[[ Data for analysis, beginning ]]

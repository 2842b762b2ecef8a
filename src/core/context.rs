use std::{
    fs,
    path::{Component, Path, PathBuf},
};

use anyhow::{Context as _, Result, anyhow};
use colored::Colorize;
use glob::Pattern;
use rayon::prelude::*;
use thiserror::Error;

use crate::{
    cli::args::CommonArgs,
    config::{Config, load_config},
    core::{
        extract::{FileExtraction, KeyExtractor},
        file_scanner::scan_files,
        parsers::source::{Dialect, SourceParseError},
    },
};

/// Failure to extract one source file. Fatal for the run.
#[derive(Debug, Error)]
pub enum ScanError {
    #[error("failed to read {file_path}")]
    Read {
        file_path: String,
        source: std::io::Error,
    },

    #[error(transparent)]
    Parse(#[from] SourceParseError),
}

/// Extraction results of a whole source scan, in traversal order.
pub type SourceScan = Vec<Result<FileExtraction, ScanError>>;

/// Project-level settings shared by every command.
///
/// # Configuration Priority
///
/// Configuration is loaded with the following priority (highest to lowest):
/// 1. CLI arguments and their environment variables (e.g., `NESTING_KEY`)
/// 2. `.lockeyrc.json` config file
/// 3. Built-in defaults
pub struct ProjectContext {
    /// Merged configuration (CLI args > config file > defaults).
    pub config: Config,

    /// Project root directory (for resolving relative paths).
    pub root_dir: PathBuf,

    /// Whether to print verbose diagnostic messages.
    pub verbose: bool,
}

impl ProjectContext {
    /// Load configuration for the project rooted at `--root` (or the current
    /// directory) and apply command line overrides.
    pub fn new(common_args: &CommonArgs) -> Result<Self> {
        let verbose = common_args.verbose;

        let root_dir = common_args
            .source_root
            .clone()
            .unwrap_or_else(|| PathBuf::from("."));

        // A relative "." cannot be walked upwards.
        let search_start = fs::canonicalize(&root_dir)
            .with_context(|| anyhow!("Invalid path: {:?}", root_dir))?;
        let config_result = load_config(&search_start)?;

        if verbose && !config_result.from_file {
            eprintln!("Note: No .lockeyrc.json found, using default configuration");
        }

        let mut config = config_result.config;

        if let Some(ref separator) = common_args.separator {
            config.nesting_separator = separator.clone();
        }
        if let Some(ref input) = common_args.input {
            config.input_file = input.to_string_lossy().to_string();
        }
        if let Some(ref strings_dir) = common_args.strings_dir {
            config.strings_dir = Some(strings_dir.to_string_lossy().to_string());
        }
        config.validate()?;

        Ok(Self {
            config,
            root_dir,
            verbose,
        })
    }

    /// Build a context from an already loaded configuration.
    pub fn from_config(config: Config, root_dir: impl Into<PathBuf>, verbose: bool) -> Self {
        Self {
            config,
            root_dir: root_dir.into(),
            verbose,
        }
    }

    /// Resolve a configured path against the project root.
    pub fn resolve(&self, path: impl AsRef<Path>) -> PathBuf {
        let p = path.as_ref();
        if p.is_absolute() {
            return p.to_path_buf();
        }
        let is_cur_dir = self
            .root_dir
            .components()
            .all(|c| matches!(c, Component::CurDir));
        if is_cur_dir {
            p.to_path_buf()
        } else {
            let rel = p.strip_prefix(Path::new(".")).unwrap_or(p);
            self.root_dir.join(rel)
        }
    }

    pub fn separator(&self) -> &str {
        &self.config.nesting_separator
    }

    /// The canonical translation file.
    pub fn input_file(&self) -> PathBuf {
        self.resolve(&self.config.input_file)
    }

    /// Where `generate` writes, defaulting to the input file.
    pub fn output_file(&self) -> PathBuf {
        match &self.config.output_file {
            Some(output) => self.resolve(output),
            None => self.input_file(),
        }
    }

    /// Directory holding the locale files.
    pub fn strings_dir(&self) -> PathBuf {
        match &self.config.strings_dir {
            Some(dir) => self.resolve(dir),
            None => self
                .input_file()
                .parent()
                .map(Path::to_path_buf)
                .unwrap_or_else(|| PathBuf::from(".")),
        }
    }

    /// Whether `path` is one of the configured template files.
    pub fn is_base_file(&self, path: &Path) -> bool {
        path.file_name()
            .and_then(|name| name.to_str())
            .is_some_and(|name| self.config.base_files.iter().any(|b| b == name))
    }

    /// Whether `path` is the canonical translation file.
    pub fn is_input_file(&self, path: &Path) -> bool {
        let input = self.input_file();
        match (fs::canonicalize(path), fs::canonicalize(&input)) {
            (Ok(a), Ok(b)) => a == b,
            _ => path == input,
        }
    }

    pub fn extractor(&self) -> Result<KeyExtractor> {
        KeyExtractor::new(&self.config.extra_translation_funcs)
            .context("Invalid name in 'extraTranslationFuncs'")
    }

    pub fn ignore_patterns(&self) -> Result<Vec<Pattern>> {
        self.config
            .ignores
            .iter()
            .map(|p| {
                Pattern::new(p)
                    .with_context(|| format!("Invalid glob pattern in 'ignores': \"{}\"", p))
            })
            .collect()
    }

    /// Search roots: positional arguments when given, else the configured
    /// `searchPaths`.
    pub fn search_paths(&self, overrides: &[String]) -> Vec<PathBuf> {
        let paths = if overrides.is_empty() {
            self.config.search_paths.as_slice()
        } else {
            overrides
        };
        paths.iter().map(|p| self.resolve(p)).collect()
    }

    /// Walk the search roots and extract every scannable file.
    ///
    /// Files are read and parsed in parallel; results come back in traversal
    /// order.
    pub fn extract_sources(&self, search_paths: &[PathBuf]) -> Result<SourceScan> {
        let extractor = self.extractor()?;
        let ignores = self.ignore_patterns()?;

        let scan_result = scan_files(search_paths, &ignores, self.verbose);
        if scan_result.skipped_count > 0 {
            eprintln!(
                "{} {} path(s) skipped due to access errors{}",
                "warning:".bold().yellow(),
                scan_result.skipped_count,
                if self.verbose { "" } else { " (use -v for details)" }
            );
        }

        Ok(extract_files(&scan_result.files, &extractor))
    }
}

/// Read and extract `files` in parallel, keeping their order.
pub fn extract_files(files: &[PathBuf], extractor: &KeyExtractor) -> SourceScan {
    files
        .par_iter()
        .map(|path| {
            let file_path = path.to_string_lossy().to_string();
            let bytes = fs::read(path).map_err(|source| ScanError::Read {
                file_path: file_path.clone(),
                source,
            })?;
            // Invalid UTF-8 is replaced rather than rejected.
            let code = String::from_utf8_lossy(&bytes).into_owned();
            let Some(dialect) = Dialect::from_path(path) else {
                return Ok(FileExtraction {
                    file_path,
                    ..Default::default()
                });
            };
            Ok(extractor.extract(&file_path, code, dialect)?)
        })
        .collect()
}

[[ Data for analysis, end ]]

## [Task directions]
Return a word-for-word copy of the lines above from the one holding "file > defaults)." through the one holding "if let Some(ref input)", with both of them included and nothing besides.

## [The answer]
    /// Merged configuration (CLI args > config file > defaults).
    pub config: Config,

    /// Project root directory (for resolving relative paths).
    pub root_dir: PathBuf,

    /// Whether to print verbose diagnostic messages.
    pub verbose: bool,
}

impl ProjectContext {
    /// Load configuration for the project rooted at `--root` (or the current
    /// directory) and apply command line overrides.
    pub fn new(common_args: &CommonArgs) -> Result<Self> {
        let verbose = common_args.verbose;

        let root_dir = common_args
            .source_root
            .clone()
            .unwrap_or_else(|| PathBuf::from("."));

        // A relative "." cannot be walked upwards.
        let search_start = fs::canonicalize(&root_dir)
            .with_context(|| anyhow!("Invalid path: {:?}", root_dir))?;
        let config_result = load_config(&search_start)?;

        if verbose && !config_result.from_file {
            eprintln!("Note: No .lockeyrc.json found, using default configuration");
        }

        let mut config = config_result.config;

        if let Some(ref separator) = common_args.separator {
            config.nesting_separator = separator.clone();
        }
        if let Some(ref input) = common_args.input {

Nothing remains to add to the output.